MW: Oil comes off six-week lows as equities rise, dollar weakens
By Claudia Assis, MarketWatch
SAN FRANCISCO (MarketWatch) -- Crude-oil futures rose from six-week lows Monday, as optimism about continued merger activity pushed stocks higher and fueled hopes for higher oil demand.
Crude oil for October delivery added 5 cents, or 0.1%, to $73.89 a barrel on the New York Mercantile Exchange.
Oil prices were tracking the rise in equities, which is often seen as a proxy for improved economic conditions, said Peter Beutel, president of Connecticut-based trading advisory firm Cameron Hanover.
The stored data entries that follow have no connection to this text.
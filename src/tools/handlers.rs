//! Tool handlers.
//!
//! Each handler takes validated parameters, performs its remote calls and
//! returns a serializable payload. Handlers never retry.

use serde::Serialize;
use tracing::debug;

use super::filter::TableFilter;
use super::params::{GetTableParams, ListSchemasParams, ListTablesParams};
use crate::client::{
    CatalogInfo, ListTablesRequest, NamespaceService, SchemaInfo, TableInfo, WarehouseInfo,
    WarehouseService,
};
use crate::error::{McpError, RemoteOperation, Result};

/// Result of `list_tables`.
#[derive(Debug, Clone, PartialEq, Serialize)]
pub struct TableListing {
    pub tables: Vec<TableInfo>,
    /// Number of tables in `tables`.
    pub total_count: usize,
    /// True when the listing held more entries than `max_results`.
    pub truncated: bool,
}

pub async fn list_catalogs<C>(client: &C) -> Result<Vec<CatalogInfo>>
where
    C: NamespaceService + ?Sized,
{
    client
        .list_catalogs()
        .await
        .map_err(|e| McpError::remote(RemoteOperation::ListCatalogs, e))
}

pub async fn list_schemas<C>(client: &C, params: &ListSchemasParams) -> Result<Vec<SchemaInfo>>
where
    C: NamespaceService + ?Sized,
{
    client
        .list_schemas(&params.catalog)
        .await
        .map_err(|e| McpError::remote(RemoteOperation::ListSchemas, e))
}

/// Lists tables in a schema.
///
/// Fetches up to `max_results + 1` tables to learn whether the listing is
/// truncated, cuts the result to `max_results`, and only then applies the
/// name filter. A filter can therefore return fewer tables than exist
/// matches in the full listing.
pub async fn list_tables<C>(client: &C, params: &ListTablesParams) -> Result<TableListing>
where
    C: NamespaceService + ?Sized,
{
    let filter = TableFilter::compile(&params.table_name_pattern)?;

    let cap = params.max_results;
    let wanted = (cap > 0).then(|| cap.saturating_add(1));

    let mut tables: Vec<TableInfo> = Vec::new();
    let mut page_token = None;
    loop {
        let remaining = wanted.map(|w| w.saturating_sub(tables.len() as u64));
        let request = ListTablesRequest {
            catalog_name: params.catalog.clone(),
            schema_name: params.schema.clone(),
            max_results: remaining.map(|r| u32::try_from(r).unwrap_or(u32::MAX)),
            page_token: page_token.take(),
            omit_columns: params.omit_columns,
            omit_properties: params.omit_properties,
        };

        let page = client
            .list_tables(&request)
            .await
            .map_err(|e| McpError::remote(RemoteOperation::ListTables, e))?;
        debug!(
            catalog = %params.catalog,
            schema = %params.schema,
            count = page.tables.len(),
            "Fetched table page"
        );
        tables.extend(page.tables);

        if wanted.is_some_and(|w| tables.len() as u64 >= w) {
            break;
        }
        match page.next_page_token {
            Some(token) if !token.is_empty() => page_token = Some(token),
            _ => break,
        }
    }

    let truncated = cap > 0 && tables.len() as u64 > cap;
    if truncated {
        tables.truncate(usize::try_from(cap).unwrap_or(usize::MAX));
    }

    let tables = filter.apply(tables);
    Ok(TableListing {
        total_count: tables.len(),
        tables,
        truncated,
    })
}

pub async fn get_table<C>(client: &C, params: &GetTableParams) -> Result<TableInfo>
where
    C: NamespaceService + ?Sized,
{
    client
        .get_table(&params.full_name)
        .await
        .map_err(|e| McpError::remote(RemoteOperation::GetTable, e))
}

pub async fn list_warehouses<C>(client: &C) -> Result<Vec<WarehouseInfo>>
where
    C: WarehouseService + ?Sized,
{
    client
        .list_warehouses()
        .await
        .map_err(|e| McpError::remote(RemoteOperation::ListWarehouses, e))
}

#[cfg(test)]
mod tests {
    use super::*;
    use crate::client::{MockCall, MockWorkspace};
    use pretty_assertions::assert_eq;

    fn workspace(names: &[&str]) -> MockWorkspace {
        let tables = names.iter().map(|n| TableInfo::new("c", "s", *n)).collect();
        MockWorkspace::new().with_tables(tables)
    }

    fn params(pattern: &str, max_results: u64) -> ListTablesParams {
        ListTablesParams {
            catalog: "c".to_string(),
            schema: "s".to_string(),
            table_name_pattern: pattern.to_string(),
            omit_properties: true,
            omit_columns: false,
            max_results,
        }
    }

    fn names(listing: &TableListing) -> Vec<&str> {
        listing.tables.iter().map(|t| t.name.as_str()).collect()
    }

    #[tokio::test]
    async fn test_list_tables_caps_and_flags_truncation() {
        let mock = workspace(&["t0", "t1", "t2", "t3", "t4"]);

        let listing = list_tables(&mock, &params(".*", 2)).await.unwrap();

        assert_eq!(names(&listing), vec!["t0", "t1"]);
        assert_eq!(listing.total_count, 2);
        assert!(listing.truncated);
    }

    #[tokio::test]
    async fn test_list_tables_exact_fit_not_truncated() {
        let mock = workspace(&["t0", "t1"]);

        let listing = list_tables(&mock, &params(".*", 2)).await.unwrap();

        assert_eq!(listing.total_count, 2);
        assert!(!listing.truncated);
    }

    #[tokio::test]
    async fn test_list_tables_follows_pages_up_to_cap() {
        let mock = workspace(&["t0", "t1", "t2", "t3", "t4", "t5", "t6"]).with_page_size(2);

        let listing = list_tables(&mock, &params(".*", 4)).await.unwrap();

        assert_eq!(names(&listing), vec!["t0", "t1", "t2", "t3"]);
        assert!(listing.truncated);
        let requests = mock.table_requests();
        assert_eq!(requests.len(), 3);
        assert_eq!(requests[0].max_results, Some(5));
        assert_eq!(requests[2].max_results, Some(1));
    }

    #[tokio::test]
    async fn test_list_tables_zero_means_all() {
        let mock = workspace(&["t0", "t1", "t2", "t3", "t4"]).with_page_size(2);

        let listing = list_tables(&mock, &params("", 0)).await.unwrap();

        assert_eq!(listing.total_count, 5);
        assert!(!listing.truncated);
        assert_eq!(mock.table_requests()[0].max_results, None);
    }

    // Truncation happens before the name filter, so matches beyond the first
    // `max_results` entries of the listing are never seen.
    #[tokio::test]
    async fn test_list_tables_truncates_before_filtering() {
        let mock = workspace(&["a1", "b1", "a2", "a3"]);

        let listing = list_tables(&mock, &params("^a", 2)).await.unwrap();

        assert_eq!(names(&listing), vec!["a1"]);
        assert_eq!(listing.total_count, 1);
        assert!(listing.truncated);
    }

    #[tokio::test]
    async fn test_list_tables_invalid_pattern_makes_no_call() {
        let mock = workspace(&["t0"]);

        let err = list_tables(&mock, &params("(", 10)).await.unwrap_err();

        assert!(matches!(err, McpError::Filter { .. }));
        assert!(mock.table_requests().is_empty());
    }

    #[tokio::test]
    async fn test_list_tables_passes_omit_flags() {
        let mock = workspace(&["t0"]);
        let mut p = params(".*", 10);
        p.omit_columns = true;
        p.omit_properties = false;

        list_tables(&mock, &p).await.unwrap();

        let request = &mock.table_requests()[0];
        assert!(request.omit_columns);
        assert!(!request.omit_properties);
    }

    #[tokio::test]
    async fn test_list_tables_remote_failure() {
        let mock = workspace(&["t0"]).fail_on(MockCall::ListTables);

        let err = list_tables(&mock, &params(".*", 10)).await.unwrap_err();

        assert_eq!(err.to_string(), "error listing tables");
    }

    #[tokio::test]
    async fn test_get_table_not_found() {
        let mock = workspace(&["t0"]);
        let params = GetTableParams {
            full_name: "c.s.missing".to_string(),
        };

        let err = get_table(&mock, &params).await.unwrap_err();

        assert!(matches!(
            err,
            McpError::RemoteCall {
                operation: RemoteOperation::GetTable,
                ..
            }
        ));
    }

    #[tokio::test]
    async fn test_list_schemas_scoped_to_catalog() {
        let mock = MockWorkspace::demo();
        let params = ListSchemasParams {
            catalog: "main".to_string(),
        };

        let schemas = list_schemas(&mock, &params).await.unwrap();

        assert_eq!(schemas.len(), 2);
    }
}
A falling dollar was also doing its part to support oil prices, which have closed lower for eight of the past nine sessions. The dollar index (DXY 83.09, +0.04, +0.04%) , which compares the U.S. unit to a basket of six currencies, slipped 0.1% to 83.02.
On Friday, crude-oil futures declined to their lowest level since mid-July, taking cues from a global equities selloff as worries deepened about the global recovery and the dollar rose.
Oil lost 2.6% last week, on the heels of a nearly 7% decline in the previous week.
Other energy products remained lower. Reformulated gasoline for September delivery, the front-month contract expiring next week, lost a penny, or 0.4%, to $1.92 a gallon, the lowest price in a week.
Natural gas for September delivery, also the front-month expiring contract, declined 3 cents, or 0.8%, to $4.11 per million British thermal units. A close around these levels would be the lowest since May 25.